The response should be the lines of the data, starting at the first and ending at the one that contains "use std::sync::Arc;", copied without change.

Stored entries:
□ □ □

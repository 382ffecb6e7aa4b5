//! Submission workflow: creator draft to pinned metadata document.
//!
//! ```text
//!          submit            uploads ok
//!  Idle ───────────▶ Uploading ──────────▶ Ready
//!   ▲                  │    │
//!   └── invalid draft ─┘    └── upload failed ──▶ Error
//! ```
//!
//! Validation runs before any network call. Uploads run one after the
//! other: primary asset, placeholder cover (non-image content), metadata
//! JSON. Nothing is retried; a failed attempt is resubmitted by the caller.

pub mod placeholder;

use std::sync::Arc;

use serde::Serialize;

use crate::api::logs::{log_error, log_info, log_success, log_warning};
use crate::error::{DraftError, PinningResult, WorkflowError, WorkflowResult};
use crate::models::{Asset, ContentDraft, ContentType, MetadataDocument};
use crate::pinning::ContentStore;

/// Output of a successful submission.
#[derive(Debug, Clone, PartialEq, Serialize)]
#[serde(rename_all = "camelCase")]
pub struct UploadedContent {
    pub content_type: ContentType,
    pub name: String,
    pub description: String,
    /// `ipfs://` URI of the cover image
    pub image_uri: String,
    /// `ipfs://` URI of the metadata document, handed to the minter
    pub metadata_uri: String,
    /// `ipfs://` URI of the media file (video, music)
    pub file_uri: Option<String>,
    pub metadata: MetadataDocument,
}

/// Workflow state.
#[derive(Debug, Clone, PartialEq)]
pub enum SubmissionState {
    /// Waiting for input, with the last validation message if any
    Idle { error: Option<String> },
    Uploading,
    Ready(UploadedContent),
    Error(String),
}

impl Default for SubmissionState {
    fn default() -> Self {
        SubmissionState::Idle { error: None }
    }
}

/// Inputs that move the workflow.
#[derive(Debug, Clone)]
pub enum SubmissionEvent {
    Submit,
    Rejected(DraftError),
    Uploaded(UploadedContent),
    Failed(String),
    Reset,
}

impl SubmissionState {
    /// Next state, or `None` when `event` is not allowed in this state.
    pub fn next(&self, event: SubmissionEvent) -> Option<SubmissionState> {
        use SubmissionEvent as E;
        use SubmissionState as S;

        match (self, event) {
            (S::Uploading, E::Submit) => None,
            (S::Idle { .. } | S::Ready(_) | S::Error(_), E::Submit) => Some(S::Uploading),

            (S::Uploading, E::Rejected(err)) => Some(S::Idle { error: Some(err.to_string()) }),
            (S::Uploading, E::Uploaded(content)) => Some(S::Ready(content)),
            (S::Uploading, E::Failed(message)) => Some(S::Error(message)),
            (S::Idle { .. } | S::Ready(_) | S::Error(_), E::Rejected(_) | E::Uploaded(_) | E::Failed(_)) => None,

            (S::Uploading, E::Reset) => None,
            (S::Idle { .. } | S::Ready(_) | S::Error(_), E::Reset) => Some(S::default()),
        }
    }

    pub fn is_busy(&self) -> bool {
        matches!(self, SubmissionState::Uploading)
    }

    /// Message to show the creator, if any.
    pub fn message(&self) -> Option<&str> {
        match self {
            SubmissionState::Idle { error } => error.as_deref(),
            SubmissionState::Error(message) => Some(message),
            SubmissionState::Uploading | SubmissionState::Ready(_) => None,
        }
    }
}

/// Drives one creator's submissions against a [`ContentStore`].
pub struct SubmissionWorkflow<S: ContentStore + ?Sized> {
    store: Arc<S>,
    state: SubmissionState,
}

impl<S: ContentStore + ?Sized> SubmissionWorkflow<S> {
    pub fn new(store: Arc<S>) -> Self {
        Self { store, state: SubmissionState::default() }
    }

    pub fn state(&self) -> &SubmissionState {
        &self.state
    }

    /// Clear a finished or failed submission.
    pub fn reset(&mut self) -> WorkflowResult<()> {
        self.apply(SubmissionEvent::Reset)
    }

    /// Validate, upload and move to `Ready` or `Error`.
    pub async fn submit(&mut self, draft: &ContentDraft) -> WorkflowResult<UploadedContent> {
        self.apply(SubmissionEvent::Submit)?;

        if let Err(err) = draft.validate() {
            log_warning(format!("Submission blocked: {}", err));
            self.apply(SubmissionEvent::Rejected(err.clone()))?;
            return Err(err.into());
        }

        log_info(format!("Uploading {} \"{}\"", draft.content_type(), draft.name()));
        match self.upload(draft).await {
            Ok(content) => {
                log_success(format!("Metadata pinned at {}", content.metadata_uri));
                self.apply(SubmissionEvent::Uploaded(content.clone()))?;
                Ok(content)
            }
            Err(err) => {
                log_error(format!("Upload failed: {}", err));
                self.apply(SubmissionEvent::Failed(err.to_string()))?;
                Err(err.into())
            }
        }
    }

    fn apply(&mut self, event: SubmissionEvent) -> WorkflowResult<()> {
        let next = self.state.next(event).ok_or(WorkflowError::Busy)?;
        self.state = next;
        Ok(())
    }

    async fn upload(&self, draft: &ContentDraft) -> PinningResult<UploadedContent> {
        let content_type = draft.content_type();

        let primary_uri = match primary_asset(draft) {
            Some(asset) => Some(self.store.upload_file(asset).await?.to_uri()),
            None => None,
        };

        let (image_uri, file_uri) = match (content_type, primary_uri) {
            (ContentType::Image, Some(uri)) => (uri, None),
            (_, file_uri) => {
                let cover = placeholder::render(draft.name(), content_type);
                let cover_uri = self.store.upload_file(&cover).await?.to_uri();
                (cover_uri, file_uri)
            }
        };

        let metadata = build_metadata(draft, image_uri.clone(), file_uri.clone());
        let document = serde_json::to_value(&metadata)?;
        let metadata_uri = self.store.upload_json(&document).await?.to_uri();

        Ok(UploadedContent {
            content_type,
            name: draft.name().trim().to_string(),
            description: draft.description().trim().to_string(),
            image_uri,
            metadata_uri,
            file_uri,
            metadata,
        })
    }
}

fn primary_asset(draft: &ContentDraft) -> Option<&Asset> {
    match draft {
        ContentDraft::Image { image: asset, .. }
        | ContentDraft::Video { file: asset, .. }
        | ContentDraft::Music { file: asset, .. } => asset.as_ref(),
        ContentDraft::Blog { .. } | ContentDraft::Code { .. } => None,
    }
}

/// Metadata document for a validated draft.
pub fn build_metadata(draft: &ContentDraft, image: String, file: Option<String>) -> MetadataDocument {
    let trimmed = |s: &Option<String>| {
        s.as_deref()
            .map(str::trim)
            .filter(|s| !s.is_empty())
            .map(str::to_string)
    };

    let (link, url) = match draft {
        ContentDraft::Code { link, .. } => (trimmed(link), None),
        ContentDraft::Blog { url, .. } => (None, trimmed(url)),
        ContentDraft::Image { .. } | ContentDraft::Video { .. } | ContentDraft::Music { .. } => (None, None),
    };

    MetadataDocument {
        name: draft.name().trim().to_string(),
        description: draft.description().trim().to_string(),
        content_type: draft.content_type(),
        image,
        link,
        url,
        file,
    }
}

□ □ □

Solution to the problem:
repository 382ffecb6e7aa4b5
//! Submission workflow: creator draft to pinned metadata document.
//!
//! ```text
//!          submit            uploads ok
//!  Idle ───────────▶ Uploading ──────────▶ Ready
//!   ▲                  │    │
//!   └── invalid draft ─┘    └── upload failed ──▶ Error
//! ```
//!
//! Validation runs before any network call. Uploads run one after the
//! other: primary asset, placeholder cover (non-image content), metadata
//! JSON. Nothing is retried; a failed attempt is resubmitted by the caller.

pub mod placeholder;

use std::sync::Arc;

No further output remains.